First, the individual members of the proposed class would appear to have little interest in pursuing individual claims against Cherry Hill Toyota. It is generally recognized that class certification is preferred where "the recovery being sought by each of the plaintiffs is not sufficiently large to render individualized litigation a realistic possibility." In re Ford Motor Co., 174 F.R.D. at 351 (citing Philips Petroleum Co. v. Shutts, 472 U.S. 787, 809 (1985)). In this case, the proof is in the pudding, as the court is aware of no other litigation against Cherry Hill Toyota by potential class members in this or any other forum. Thus, the second Rule 23(b)(3) superiority factor also favors class certification. The third Rule 23(b)(3) factor also favors class certification in this case because "in general, it is desirable to litigate similar, related claims in one forum." Id.
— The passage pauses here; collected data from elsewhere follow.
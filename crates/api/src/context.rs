use hearth_core::AccountId;

/// Authenticated account for a request.
///
/// Inserted by the session middleware; present on every `/api` route.
#[derive(Debug, Copy, Clone, PartialEq, Eq)]
pub struct AccountContext {
    account_id: AccountId,
}

impl AccountContext {
    pub fn new(account_id: AccountId) -> Self {
        Self { account_id }
    }

    pub fn account_id(&self) -> AccountId {
        self.account_id
    }
}
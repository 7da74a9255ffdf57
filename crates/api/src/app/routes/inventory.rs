use std::sync::Arc;

use axum::{
    body::Bytes,
    extract::{Extension, Query},
    http::StatusCode,
    response::IntoResponse,
    Json,
};

use hearth_inventory::flows::{ClaimRecipe, ClaimRecipeRequest, StartRecipeRequest};
use hearth_inventory::TypeCount;

use crate::app::dto::{self, ClaimRecipeQuery};
use crate::app::errors;
use crate::app::services::AppServices;
use crate::context::AccountContext;

pub async fn get_inventory(
    Extension(services): Extension<Arc<AppServices>>,
    Extension(account): Extension<AccountContext>,
) -> axum::response::Response {
    match services.inventory_view(account.account_id()).await {
        Ok(view) => (StatusCode::OK, Json(view)).into_response(),
        Err(e) => errors::service_error_to_response(e),
    }
}

pub async fn claim_completed_recipe(
    Extension(services): Extension<Arc<AppServices>>,
    Extension(account): Extension<AccountContext>,
    Query(query): Query<ClaimRecipeQuery>,
    body: Bytes,
) -> axum::response::Response {
    let request: ClaimRecipeRequest = match dto::parse_body(&body) {
        Ok(r) => r,
        Err(resp) => return resp,
    };
    let Some(&recipe_id) = request.recipe_ids.first() else {
        return errors::json_error(StatusCode::BAD_REQUEST, "validation_error", "RecipeIds must not be empty");
    };

    let claim = ClaimRecipe {
        recipe_id,
        cancel: query.cancel(),
        rush: query.rush(),
    };

    match services.claim_completed_recipe(account.account_id(), claim).await {
        Ok(response) => (StatusCode::OK, Json(response)).into_response(),
        Err(e) => errors::service_error_to_response(e),
    }
}

pub async fn start_recipe(
    Extension(services): Extension<Arc<AppServices>>,
    Extension(account): Extension<AccountContext>,
    body: Bytes,
) -> axum::response::Response {
    let request: StartRecipeRequest = match dto::parse_body(&body) {
        Ok(r) => r,
        Err(resp) => return resp,
    };

    match services.start_recipe(account.account_id(), &request.recipe_name).await {
        Ok(response) => (StatusCode::OK, Json(response)).into_response(),
        Err(e) => errors::service_error_to_response(e),
    }
}

/// `POST /custom/addItems` with a body of `[{ItemType, ItemCount}, …]`.
pub async fn add_items(
    Extension(services): Extension<Arc<AppServices>>,
    Extension(account): Extension<AccountContext>,
    body: Bytes,
) -> axum::response::Response {
    let entries: Vec<TypeCount> = match dto::parse_body(&body) {
        Ok(r) => r,
        Err(resp) => return resp,
    };

    match services.add_items(account.account_id(), &entries).await {
        Ok(changes) => (StatusCode::OK, Json(serde_json::json!({ "InventoryChanges": changes }))).into_response(),
        Err(e) => errors::service_error_to_response(e),
    }
}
Finally, as the court anticipates no particular management difficulties in this case, the fourth Rule 23(b)(3) factor also favors class certification in this case.

Accordingly, the court finds that Cannon satisfies the superiority requirement of Rule 23(b)(3).

CONCLUSION

For the foregoing reasons, the court finds that Cannon has satisfied all of the requirements of Rule 23(a) and (b)(3). Accordingly, the court grants Cannon's motion for class certification. The accompanying Order will be entered.

ORDER

THIS MATTER having come before the court on plaintiff Loetta Cannon's motion for class certification of Count One (alleging violations of the Truth in Lending Act, 15 U.S.C. §§ 1601, et seq. (the "TILA")) and Count Two (alleging violations of the New Jersey Consumer Fraud Act, N.J.S.A. 56:8-2 et seq.) of her Complaint against defendant, Cherry Hill Toyota, pursuant to Federal Rule of Civil Procedure 23, and it appearing that Cannon proposes to represent a class consisting of "all consumers who purchased since July 1991 a service contract or extended warranty from Cherry Hill Toyota in connection with the purchase of a vehicle which was documented in a form retail installment agreement," and the court having determined, for the reasons set forth in the accompanying Opinion, that Cannon has satisfied all of the requirements of Rule 23(a) and (b)(3);

IT IS on this 29th day of March, 1999, hereby ORDERED that Cannon's motion for class certification is GRANTED; and

IT IS FURTHER ORDERED that, for these claims under the TILA and the New Jersey Consumer Fraud Act, the court hereby certifies the following class:

All consumers who purchased since July 1991 a service contract or extended warranty from Cherry Hill Toyota in connection with the purchase of a vehicle which was documented in a form retail installment agreement; and

IT IS FURTHER ORDERED that class counsel shall file their motion for court approval of the appropriate form and procedures for notice to the members of the plaintiff class, pursuant to Federal Rule of Civil Procedure 23(c)(2), within thirty (30) days hereof.